We will learn the fundamental concepts of model monitoring through the analogy of a robot mastering archery.
In our analogy:
So, let’s start.
Imagine we’ve carefully prepared the bow, arrows, and target (like data preparation). Our robot, equipped with many sensors and cameras, shoots 10000 times during training. Over time, it starts to hit the bull’s eye with impressive frequency. We are thrilled with the performance and begin selling our robot and its copies to archery lovers (deploying the model).
But soon, we get a stream of complaints. Some users report that the robot is totally missing the target. Surprised, we gather a team to discuss what went wrong.
What we find is a classic case of data drift. The environment in which the robots are operating has changed — different wind patterns, varying humidity levels, and even changes in the physical characteristics of the arrows (weight, balance) and bow.
This real-world shift in input features has thrown off our robot’s accuracy, similar to how a machine learning model might underperform when input data, especially the relationship between features, changes over time.

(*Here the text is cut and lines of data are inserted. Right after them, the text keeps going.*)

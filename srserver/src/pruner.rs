use std::collections::HashSet;

use log::{info, warn};

use crate::errors::DistError;
use srdriver::{BlobStore, DriverError, LinkKind, LinkStore, Walker};
use srmeta::{MetaError, MetadataClient};

#[derive(Debug, Default, PartialEq, Eq)]
pub struct PruneReport {
    pub deleted: usize,
    pub freed_bytes: u64,
    pub orphan_links: usize,
}

// offline pruner: compute the digest set reachable from any image layer,
// config or manifest across every stream's full tag history, then delete
// what the blob walk finds beyond it. the only component that enumerates
// the storage layout directly
pub async fn prune(
    blobs: &dyn BlobStore,
    links: &dyn LinkStore,
    walker: &dyn Walker,
    meta: &dyn MetadataClient,
    dry_run: bool,
) -> Result<PruneReport, DistError> {
    let mut reachable: HashSet<String> = HashSet::new();

    for stream in meta.list_image_streams().await? {
        for list in &stream.status.tags {
            for event in &list.items {
                reachable.insert(event.image.clone());
                let image = match meta.get_image(&event.image).await {
                    Ok(image) => image,
                    Err(MetaError::NotFound { .. }) => {
                        warn!(
                            "stream {}/{} references missing image {}",
                            stream.metadata.namespace, stream.metadata.name, event.image
                        );
                        continue;
                    }
                    Err(e) => return Err(e.into()),
                };
                for layer in image.layer_digests() {
                    reachable.insert(layer.to_string());
                }
                if let Some(config) = image.config_digest() {
                    reachable.insert(config.to_string());
                }
            }
        }
    }

    let mut report = PruneReport::default();

    for (digest, size) in walker.all_blobs().await? {
        if reachable.contains(&digest.to_string()) {
            continue;
        }
        report.deleted += 1;
        report.freed_bytes += size;
        if dry_run {
            info!("would delete {} ({} bytes)", digest, size);
            continue;
        }
        match blobs.delete(&digest).await {
            Ok(_) => info!("deleted {} ({} bytes)", digest, size),
            Err(DriverError::NotFound) => {}
            Err(e) => warn!("deleting {} failed: {:?}", digest, e),
        }
    }

    for repo in walker.all_repositories().await? {
        for kind in [LinkKind::Layer, LinkKind::Manifest] {
            for digest in links.links(&repo, kind).await? {
                if reachable.contains(&digest.to_string()) {
                    continue;
                }
                report.orphan_links += 1;
                if dry_run {
                    continue;
                }
                if let Err(e) = links.unlink(&repo, kind, &digest).await {
                    warn!("unlinking {} from {} failed: {:?}", digest, repo, e);
                }
            }
        }
    }

    Ok(report)
}

#[cfg(test)]
mod tests {
    use super::*;
    use bytes::Bytes;
    use srdriver::MemoryDriver;
    use srmeta::{
        FakeMetadataClient, Image, ImageLayer, ImageStream, ImageStreamStatus,
        NamedTagEventList, ObjectMeta, TagEvent,
    };

    #[tokio::test]
    async fn test_prune_deletes_unreachable() {
        let driver = MemoryDriver::new();
        let keep = driver.put(Bytes::from_static(b"keep me")).await.unwrap();
        let drop1 = driver.put(Bytes::from_static(b"orphan one")).await.unwrap();
        let drop2 = driver.put(Bytes::from_static(b"orphan two!")).await.unwrap();

        let meta = FakeMetadataClient::new();
        meta.put_image(Image {
            metadata: ObjectMeta {
                name: "sha256:img".into(),
                ..Default::default()
            },
            docker_image_layers: vec![ImageLayer {
                name: keep.digest().to_string(),
                size: 7,
                media_type: srdriver::OCTET_STREAM.into(),
            }],
            ..Default::default()
        });
        meta.put_stream(ImageStream {
            metadata: ObjectMeta {
                namespace: "ns".into(),
                name: "app".into(),
                ..Default::default()
            },
            status: ImageStreamStatus {
                tags: vec![NamedTagEventList {
                    tag: "latest".into(),
                    items: vec![TagEvent {
                        image: "sha256:img".into(),
                        ..Default::default()
                    }],
                }],
                ..Default::default()
            },
            ..Default::default()
        });

        let report = prune(&driver, &driver, &driver, &meta, false).await.unwrap();
        assert_eq!(report.deleted, 2);
        assert_eq!(report.freed_bytes, 10 + 11);
        assert!(driver.get(keep.digest()).await.is_ok());
        assert!(driver.get(drop1.digest()).await.is_err());
        assert!(driver.get(drop2.digest()).await.is_err());
    }

    #[tokio::test]
    async fn test_dry_run_deletes_nothing() {
        let driver = MemoryDriver::new();
        let orphan = driver.put(Bytes::from_static(b"orphan")).await.unwrap();
        let meta = FakeMetadataClient::new();
        let report = prune(&driver, &driver, &driver, &meta, true).await.unwrap();
        assert_eq!(report.deleted, 1);
        assert!(driver.get(orphan.digest()).await.is_ok());
    }
}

After addressing these issues, we release a new batch of robots. Yet, in a few weeks, similar complaints flow in. Puzzled, we dig deeper and discover that the targets have been frequently replaced by users.
These new targets vary in size and are placed at varying distances. This change requires a different approach to the robot’s shooting technique — a textbook example of concept drift.
In machine learning terms, concept drift happens when the relationship between the input variables and the target outcome changes. For our robots, the new types of targets meant they now need to adapt to shooting differently, just as a machine learning model needs to adjust when the dynamics of the data it was trained on change significantly.
To drive the points home, let’s explore some real-world examples of how data and concept drift occurs.
Now, let’s consider an end-to-end ML monitoring workflow.
Model monitoring involves three major steps that ML engineers should follow iteratively.
The first step is, of course, keeping a close eye on model performance in deployment. But this is easier said than done.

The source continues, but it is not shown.